Available records –
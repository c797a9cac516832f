#![warn(missing_docs)]
#![warn(clippy::missing_docs_in_private_items)]

use std::path::Path;

use base64::{Engine as _, engine::general_purpose::STANDARD};
use bon::Builder;

use crate::{error::GradeError, leniency::Leniency, level::GradeLevel, rubric::Rubric};

/// Largest accepted essay image.
///
/// The attached image is sent back to the browser as base64 and returned
/// with every later submission, next to a possible fresh upload, so the
/// cached copy plus a new file must still fit in one request body.
pub const MAX_IMAGE_BYTES: usize = 8 * 1024 * 1024;

/// Image encodings the upload control accepts.
#[derive(Debug, Clone, Copy, PartialEq, Eq, Hash)]
pub enum ImageFormat {
    /// `image/jpeg`
    Jpeg,
    /// `image/png`
    Png,
}

impl ImageFormat {
    /// MIME type sent to the model and used for previews.
    pub fn mime(self) -> &'static str {
        match self {
            ImageFormat::Jpeg => "image/jpeg",
            ImageFormat::Png => "image/png",
        }
    }

    /// Detects the format from the leading magic bytes.
    pub fn sniff(bytes: &[u8]) -> Option<Self> {
        if bytes.starts_with(&[0xFF, 0xD8, 0xFF]) {
            Some(ImageFormat::Jpeg)
        } else if bytes.starts_with(b"\x89PNG\r\n\x1a\n") {
            Some(ImageFormat::Png)
        } else {
            None
        }
    }

    /// Guesses the format from a file name extension.
    pub fn from_file_name(name: &str) -> Option<Self> {
        let ext = Path::new(name).extension()?.to_str()?.to_ascii_lowercase();
        match ext.as_str() {
            "jpg" | "jpeg" => Some(ImageFormat::Jpeg),
            "png" => Some(ImageFormat::Png),
            _ => None,
        }
    }

    /// Parses a MIME type back into a format.
    pub fn from_mime(mime: &str) -> Option<Self> {
        match mime.trim().to_ascii_lowercase().as_str() {
            "image/jpeg" | "image/jpg" => Some(ImageFormat::Jpeg),
            "image/png" => Some(ImageFormat::Png),
            _ => None,
        }
    }
}

/// The uploaded photo of the essay.
#[derive(Debug, Clone, PartialEq, Eq)]
pub struct EssayImage {
    /// Raw image bytes.
    bytes:  Vec<u8>,
    /// Detected encoding.
    format: ImageFormat,
}

impl EssayImage {
    /// Wraps uploaded bytes, identifying the format from the content first and
    /// the file name second.
    pub fn from_upload(file_name: &str, bytes: Vec<u8>) -> Result<Self, GradeError> {
        if bytes.is_empty() {
            return Err(GradeError::MissingImage);
        }
        check_size(bytes.len())?;
        let format = ImageFormat::sniff(&bytes)
            .or_else(|| ImageFormat::from_file_name(file_name))
            .ok_or_else(|| GradeError::UnsupportedImage(file_name.to_string()))?;
        Ok(Self { bytes, format })
    }

    /// Rebuilds an image from a `data:` URL produced by [`EssayImage::data_url`].
    pub fn from_data_url(url: &str) -> Result<Self, GradeError> {
        let invalid = || GradeError::InvalidForm("the attached image could not be decoded".into());
        let rest = url.strip_prefix("data:").ok_or_else(invalid)?;
        let (mime, payload) = rest.split_once(";base64,").ok_or_else(invalid)?;
        let format = ImageFormat::from_mime(mime)
            .ok_or_else(|| GradeError::UnsupportedImage(mime.to_string()))?;
        let payload = payload.trim();
        // Refuse before decoding; base64 carries 3 bytes in every 4 characters.
        let padding = payload.bytes().rev().take_while(|b| *b == b'=').count();
        check_size((payload.len() / 4 * 3).saturating_sub(padding))?;
        let bytes = STANDARD.decode(payload).map_err(|_| invalid())?;
        if bytes.is_empty() {
            return Err(GradeError::MissingImage);
        }
        check_size(bytes.len())?;
        Ok(Self { bytes, format })
    }

    /// Raw bytes.
    pub fn bytes(&self) -> &[u8] {
        &self.bytes
    }

    /// Size in bytes.
    pub fn len(&self) -> usize {
        self.bytes.len()
    }

    /// True when no bytes were uploaded.
    pub fn is_empty(&self) -> bool {
        self.bytes.is_empty()
    }

    /// Detected format.
    pub fn format(&self) -> ImageFormat {
        self.format
    }

    /// Base64 `data:` URL carrying the image.
    pub fn data_url(&self) -> String {
        format!("data:{};base64,{}", self.format.mime(), STANDARD.encode(&self.bytes))
    }
}

/// Rejects images over [`MAX_IMAGE_BYTES`].
fn check_size(len: usize) -> Result<(), GradeError> {
    if len > MAX_IMAGE_BYTES {
        Err(GradeError::ImageTooLarge(MAX_IMAGE_BYTES / (1024 * 1024)))
    } else {
        Ok(())
    }
}

/// Everything the prompt is built from, apart from the image.
#[derive(Debug, Clone, Default, PartialEq, Builder)]
#[builder(on(String, into))]
pub struct GradingContext {
    /// Instructions or prompt the students were given. May be blank.
    #[builder(default)]
    pub assignment_instructions: String,
    /// Educational level of the student.
    #[builder(default)]
    pub grade_level:             GradeLevel,
    /// How forgiving the grader should be.
    #[builder(default)]
    pub leniency:                Leniency,
    /// Ordered, weighted criteria.
    #[builder(into)]
    pub rubric:                  Rubric,
}

/// One submission: the context plus the essay image, if one was attached.
#[derive(Debug, Clone, Builder)]
pub struct GradingRequest {
    /// Prompt inputs.
    pub context: GradingContext,
    /// The uploaded essay photo.
    pub image:   Option<EssayImage>,
}

impl GradingRequest {
    /// Checks the two preconditions for contacting the model: at least one
    /// criterion and a non-empty image.
    pub fn validate(&self) -> Result<&EssayImage, GradeError> {
        if self.context.rubric.is_empty() {
            return Err(GradeError::EmptyRubric);
        }
        match &self.image {
            Some(image) if !image.is_empty() => Ok(image),
            _ => Err(GradeError::MissingImage),
        }
    }
}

To do –
Repeat the data exactly as it was given above.

Problem solution –
repository c797a9cac516832f
#![warn(missing_docs)]
#![warn(clippy::missing_docs_in_private_items)]

use std::path::Path;

use base64::{Engine as _, engine::general_purpose::STANDARD};
use bon::Builder;

use crate::{error::GradeError, leniency::Leniency, level::GradeLevel, rubric::Rubric};

/// Largest accepted essay image.
///
/// The attached image is sent back to the browser as base64 and returned
/// with every later submission, next to a possible fresh upload, so the
/// cached copy plus a new file must still fit in one request body.
pub const MAX_IMAGE_BYTES: usize = 8 * 1024 * 1024;

/// Image encodings the upload control accepts.
#[derive(Debug, Clone, Copy, PartialEq, Eq, Hash)]
pub enum ImageFormat {
    /// `image/jpeg`
    Jpeg,
    /// `image/png`
    Png,
}

impl ImageFormat {
    /// MIME type sent to the model and used for previews.
    pub fn mime(self) -> &'static str {
        match self {
            ImageFormat::Jpeg => "image/jpeg",
            ImageFormat::Png => "image/png",
        }
    }

    /// Detects the format from the leading magic bytes.
    pub fn sniff(bytes: &[u8]) -> Option<Self> {
        if bytes.starts_with(&[0xFF, 0xD8, 0xFF]) {
            Some(ImageFormat::Jpeg)
        } else if bytes.starts_with(b"\x89PNG\r\n\x1a\n") {
            Some(ImageFormat::Png)
        } else {
            None
        }
    }

    /// Guesses the format from a file name extension.
    pub fn from_file_name(name: &str) -> Option<Self> {
        let ext = Path::new(name).extension()?.to_str()?.to_ascii_lowercase();
        match ext.as_str() {
            "jpg" | "jpeg" => Some(ImageFormat::Jpeg),
            "png" => Some(ImageFormat::Png),
            _ => None,
        }
    }

    /// Parses a MIME type back into a format.
    pub fn from_mime(mime: &str) -> Option<Self> {
        match mime.trim().to_ascii_lowercase().as_str() {
            "image/jpeg" | "image/jpg" => Some(ImageFormat::Jpeg),
            "image/png" => Some(ImageFormat::Png),
            _ => None,
        }
    }
}

/// The uploaded photo of the essay.
#[derive(Debug, Clone, PartialEq, Eq)]
pub struct EssayImage {
    /// Raw image bytes.
    bytes:  Vec<u8>,
    /// Detected encoding.
    format: ImageFormat,
}

impl EssayImage {
    /// Wraps uploaded bytes, identifying the format from the content first and
    /// the file name second.
    pub fn from_upload(file_name: &str, bytes: Vec<u8>) -> Result<Self, GradeError> {
        if bytes.is_empty() {
            return Err(GradeError::MissingImage);
        }
        check_size(bytes.len())?;
        let format = ImageFormat::sniff(&bytes)
            .or_else(|| ImageFormat::from_file_name(file_name))
            .ok_or_else(|| GradeError::UnsupportedImage(file_name.to_string()))?;
        Ok(Self { bytes, format })
    }

    /// Rebuilds an image from a `data:` URL produced by [`EssayImage::data_url`].
    pub fn from_data_url(url: &str) -> Result<Self, GradeError> {
        let invalid = || GradeError::InvalidForm("the attached image could not be decoded".into());
        let rest = url.strip_prefix("data:").ok_or_else(invalid)?;
        let (mime, payload) = rest.split_once(";base64,").ok_or_else(invalid)?;
        let format = ImageFormat::from_mime(mime)
            .ok_or_else(|| GradeError::UnsupportedImage(mime.to_string()))?;
        let payload = payload.trim();
        // Refuse before decoding; base64 carries 3 bytes in every 4 characters.
        let padding = payload.bytes().rev().take_while(|b| *b == b'=').count();
        check_size((payload.len() / 4 * 3).saturating_sub(padding))?;
        let bytes = STANDARD.decode(payload).map_err(|_| invalid())?;
        if bytes.is_empty() {
            return Err(GradeError::MissingImage);
        }
        check_size(bytes.len())?;
        Ok(Self { bytes, format })
    }

    /// Raw bytes.
    pub fn bytes(&self) -> &[u8] {
        &self.bytes
    }

    /// Size in bytes.
    pub fn len(&self) -> usize {
        self.bytes.len()
    }

    /// True when no bytes were uploaded.
    pub fn is_empty(&self) -> bool {
        self.bytes.is_empty()
    }

    /// Detected format.
    pub fn format(&self) -> ImageFormat {
        self.format
    }

    /// Base64 `data:` URL carrying the image.
    pub fn data_url(&self) -> String {
        format!("data:{};base64,{}", self.format.mime(), STANDARD.encode(&self.bytes))
    }
}

/// Rejects images over [`MAX_IMAGE_BYTES`].
fn check_size(len: usize) -> Result<(), GradeError> {
    if len > MAX_IMAGE_BYTES {
        Err(GradeError::ImageTooLarge(MAX_IMAGE_BYTES / (1024 * 1024)))
    } else {
        Ok(())
    }
}

/// Everything the prompt is built from, apart from the image.
#[derive(Debug, Clone, Default, PartialEq, Builder)]
#[builder(on(String, into))]
pub struct GradingContext {
    /// Instructions or prompt the students were given. May be blank.
    #[builder(default)]
    pub assignment_instructions: String,
    /// Educational level of the student.
    #[builder(default)]
    pub grade_level:             GradeLevel,
    /// How forgiving the grader should be.
    #[builder(default)]
    pub leniency:                Leniency,
    /// Ordered, weighted criteria.
    #[builder(into)]
    pub rubric:                  Rubric,
}

/// One submission: the context plus the essay image, if one was attached.
#[derive(Debug, Clone, Builder)]
pub struct GradingRequest {
    /// Prompt inputs.
    pub context: GradingContext,
    /// The uploaded essay photo.
    pub image:   Option<EssayImage>,
}

impl GradingRequest {
    /// Checks the two preconditions for contacting the model: at least one
    /// criterion and a non-empty image.
    pub fn validate(&self) -> Result<&EssayImage, GradeError> {
        if self.context.rubric.is_empty() {
            return Err(GradeError::EmptyRubric);
        }
        match &self.image {
            Some(image) if !image.is_empty() => Ok(image),
            _ => Err(GradeError::MissingImage),
        }
    }
}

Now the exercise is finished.